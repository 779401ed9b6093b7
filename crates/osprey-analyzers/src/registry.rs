use crate::fetch::PageFetcher;
use crate::units::{
    AccessibilityUnit, AdvertisingUnit, AnalyticsUnit, CompetitorComparisonUnit,
    CompetitorKeywordsUnit, CompetitorsUnit, ContentUnit, ConversionUnit, EmailUnit,
    KeywordsUnit, LinksUnit, LocalPresenceUnit, MobileUnit, PerformanceUnit, SecurityUnit,
    SeoUnit, SiteStructureUnit, SocialUnit, TechnologyUnit, TrafficUnit, TrustSignalsUnit,
};
use osprey_core::analyzer::Registry;
use std::sync::Arc;

/// The production unit set: nineteen independent units and the two units
/// that consume discovered competitors. All share one HTTP client.
pub fn registry(fetcher: Arc<PageFetcher>, max_competitors: usize) -> Registry {
    Registry {
        independent: vec![
            Arc::new(PerformanceUnit::new(Arc::clone(&fetcher))),
            Arc::new(SeoUnit::new(Arc::clone(&fetcher))),
            Arc::new(KeywordsUnit::new(Arc::clone(&fetcher))),
            Arc::new(SiteStructureUnit::new(Arc::clone(&fetcher))),
            Arc::new(MobileUnit::new(Arc::clone(&fetcher))),
            Arc::new(SecurityUnit::new(Arc::clone(&fetcher))),
            Arc::new(ContentUnit::new(Arc::clone(&fetcher))),
            Arc::new(AccessibilityUnit::new(Arc::clone(&fetcher))),
            Arc::new(ConversionUnit::new(Arc::clone(&fetcher))),
            Arc::new(TrustSignalsUnit::new(Arc::clone(&fetcher))),
            Arc::new(SocialUnit::new(Arc::clone(&fetcher))),
            Arc::new(TechnologyUnit::new(Arc::clone(&fetcher))),
            Arc::new(AnalyticsUnit::new(Arc::clone(&fetcher))),
            Arc::new(TrafficUnit::new(Arc::clone(&fetcher))),
            Arc::new(LinksUnit::new(Arc::clone(&fetcher))),
            Arc::new(LocalPresenceUnit::new(Arc::clone(&fetcher))),
            Arc::new(EmailUnit::new(Arc::clone(&fetcher))),
            Arc::new(AdvertisingUnit::new(Arc::clone(&fetcher))),
            Arc::new(CompetitorsUnit::new(Arc::clone(&fetcher), max_competitors)),
        ],
        dependent: vec![
            Arc::new(CompetitorComparisonUnit::new(Arc::clone(&fetcher))),
            Arc::new(CompetitorKeywordsUnit::new(fetcher)),
        ],
    }
}

#[cfg(test)]
mod tests {
    use super::*;
    use osprey_core::outcome::AnalyzerKey;
    use std::time::Duration;

    #[test]
    fn test_registry_covers_every_key() {
        let fetcher = Arc::new(PageFetcher::new(Duration::from_secs(10)).unwrap());
        let registry = registry(fetcher, 3);

        let mut registered = registry.keys();
        registered.sort();
        let mut expected: Vec<_> = AnalyzerKey::all().collect();
        expected.sort();
        assert_eq!(registered, expected);
    }

    #[test]
    fn test_registry_phase_split() {
        let fetcher = Arc::new(PageFetcher::new(Duration::from_secs(10)).unwrap());
        let registry = registry(fetcher, 3);
        assert_eq!(registry.independent.len(), AnalyzerKey::PHASE_ONE.len());
        assert_eq!(registry.dependent.len(), AnalyzerKey::PHASE_TWO.len());
    }
}
use thiserror::Error;

#[derive(Error, Debug)]
pub enum Error {
    #[error("Invalid target: {0}")]
    InvalidTarget(String),

    #[error("Unknown analyzer key: {0}")]
    UnknownKey(String),

    #[error("Audit not found: {0}")]
    AuditNotFound(String),

    #[error("Invalid status transition: {from} -> {to}")]
    InvalidTransition { from: String, to: String },

    #[error("Serialization error: {0}")]
    Serialize(#[from] serde_json::Error),
}

pub type Result<T> = std::result::Result<T, Error>;
use crate::{Error, Result};
use serde::{Deserialize, Serialize};
use serde_json::Value;
use std::collections::BTreeMap;
use std::fmt;

/// Payload produced by a single analyzer unit.
pub type AnalyzerData = BTreeMap<String, Value>;

/// Identifier for every registered analyzer unit.
///
/// Stable across runs; the join key for results, cache entries, and
/// telemetry. Phase-two units depend on phase-one output and are listed
/// separately.
#[derive(Debug, Clone, Copy, PartialEq, Eq, Hash, PartialOrd, Ord, Serialize, Deserialize)]
#[serde(rename_all = "kebab-case")]
pub enum AnalyzerKey {
    Performance,
    Seo,
    Keywords,
    SiteStructure,
    Mobile,
    Security,
    Content,
    Accessibility,
    Conversion,
    TrustSignals,
    Social,
    Technology,
    Analytics,
    Traffic,
    Links,
    LocalPresence,
    Email,
    Advertising,
    Competitors,
    CompetitorComparison,
    CompetitorKeywords,
}

impl AnalyzerKey {
    /// Units with no dependency on any other unit's output.
    pub const PHASE_ONE: [AnalyzerKey; 19] = [
        AnalyzerKey::Performance,
        AnalyzerKey::Seo,
        AnalyzerKey::Keywords,
        AnalyzerKey::SiteStructure,
        AnalyzerKey::Mobile,
        AnalyzerKey::Security,
        AnalyzerKey::Content,
        AnalyzerKey::Accessibility,
        AnalyzerKey::Conversion,
        AnalyzerKey::TrustSignals,
        AnalyzerKey::Social,
        AnalyzerKey::Technology,
        AnalyzerKey::Analytics,
        AnalyzerKey::Traffic,
        AnalyzerKey::Links,
        AnalyzerKey::LocalPresence,
        AnalyzerKey::Email,
        AnalyzerKey::Advertising,
        AnalyzerKey::Competitors,
    ];

    /// Units that consume competitor domains discovered in phase one.
    pub const PHASE_TWO: [AnalyzerKey; 2] = [
        AnalyzerKey::CompetitorComparison,
        AnalyzerKey::CompetitorKeywords,
    ];

    pub fn all() -> impl Iterator<Item = AnalyzerKey> {
        Self::PHASE_ONE.into_iter().chain(Self::PHASE_TWO)
    }

    pub fn as_str(&self) -> &'static str {
        match self {
            AnalyzerKey::Performance => "performance",
            AnalyzerKey::Seo => "seo",
            AnalyzerKey::Keywords => "keywords",
            AnalyzerKey::SiteStructure => "site-structure",
            AnalyzerKey::Mobile => "mobile",
            AnalyzerKey::Security => "security",
            AnalyzerKey::Content => "content",
            AnalyzerKey::Accessibility => "accessibility",
            AnalyzerKey::Conversion => "conversion",
            AnalyzerKey::TrustSignals => "trust-signals",
            AnalyzerKey::Social => "social",
            AnalyzerKey::Technology => "technology",
            AnalyzerKey::Analytics => "analytics",
            AnalyzerKey::Traffic => "traffic",
            AnalyzerKey::Links => "links",
            AnalyzerKey::LocalPresence => "local-presence",
            AnalyzerKey::Email => "email",
            AnalyzerKey::Advertising => "advertising",
            AnalyzerKey::Competitors => "competitors",
            AnalyzerKey::CompetitorComparison => "competitor-comparison",
            AnalyzerKey::CompetitorKeywords => "competitor-keywords",
        }
    }

    pub fn from_str_key(s: &str) -> Result<Self> {
        Self::all()
            .find(|k| k.as_str() == s)
            .ok_or_else(|| Error::UnknownKey(s.to_string()))
    }
}

impl fmt::Display for AnalyzerKey {
    fn fmt(&self, f: &mut fmt::Formatter<'_>) -> fmt::Result {
        write!(f, "{}", self.as_str())
    }
}

/// One unit's result for one run: either its data map or a failure message.
/// Never partial or streaming.
#[derive(Debug, Clone, PartialEq, Serialize, Deserialize)]
#[serde(tag = "outcome", content = "value", rename_all = "lowercase")]
pub enum AnalyzerOutcome {
    Ok(AnalyzerData),
    Err(String),
}

impl AnalyzerOutcome {
    pub fn is_ok(&self) -> bool {
        matches!(self, AnalyzerOutcome::Ok(_))
    }

    pub fn data(&self) -> Option<&AnalyzerData> {
        match self {
            AnalyzerOutcome::Ok(data) => Some(data),
            AnalyzerOutcome::Err(_) => None,
        }
    }
}

/// Merged map of every registered unit's outcome for one run.
///
/// After `complete` the key set always equals the full registered set: a
/// unit that never returned is recorded as `Err("timeout")`, never absent.
#[derive(Debug, Clone, Default, PartialEq, Serialize, Deserialize)]
#[serde(transparent)]
pub struct AuditResults(pub BTreeMap<AnalyzerKey, AnalyzerOutcome>);

impl AuditResults {
    pub const TIMEOUT: &'static str = "timeout";
    pub const NOT_RUN: &'static str = "not-run";

    /// Fill every registered key missing an outcome with `Err("timeout")`.
    pub fn complete(
        mut partial: BTreeMap<AnalyzerKey, AnalyzerOutcome>,
        registered: impl IntoIterator<Item = AnalyzerKey>,
    ) -> Self {
        for key in registered {
            partial
                .entry(key)
                .or_insert_with(|| AnalyzerOutcome::Err(Self::TIMEOUT.to_string()));
        }
        Self(partial)
    }

    pub fn get(&self, key: AnalyzerKey) -> Option<&AnalyzerOutcome> {
        self.0.get(&key)
    }

    /// Data map for a key, if that unit succeeded.
    pub fn data(&self, key: AnalyzerKey) -> Option<&AnalyzerData> {
        self.0.get(&key).and_then(|o| o.data())
    }

    pub fn succeeded(&self) -> usize {
        self.0.values().filter(|o| o.is_ok()).count()
    }

    pub fn len(&self) -> usize {
        self.0.len()
    }

    pub fn is_empty(&self) -> bool {
        self.0.is_empty()
    }

    pub fn iter(&self) -> impl Iterator<Item = (&AnalyzerKey, &AnalyzerOutcome)> {
        self.0.iter()
    }
}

--*--

— Task item —
Look above for the line that contains "Self(partial)". Starting there, transcribe every line exactly until you have copied the line that contains "self.0.len()".

— Output —
        Self(partial)
    }

    pub fn get(&self, key: AnalyzerKey) -> Option<&AnalyzerOutcome> {
        self.0.get(&key)
    }

    /// Data map for a key, if that unit succeeded.
    pub fn data(&self, key: AnalyzerKey) -> Option<&AnalyzerData> {
        self.0.get(&key).and_then(|o| o.data())
    }

    pub fn succeeded(&self) -> usize {
        self.0.values().filter(|o| o.is_ok()).count()
    }

    pub fn len(&self) -> usize {
        self.0.len()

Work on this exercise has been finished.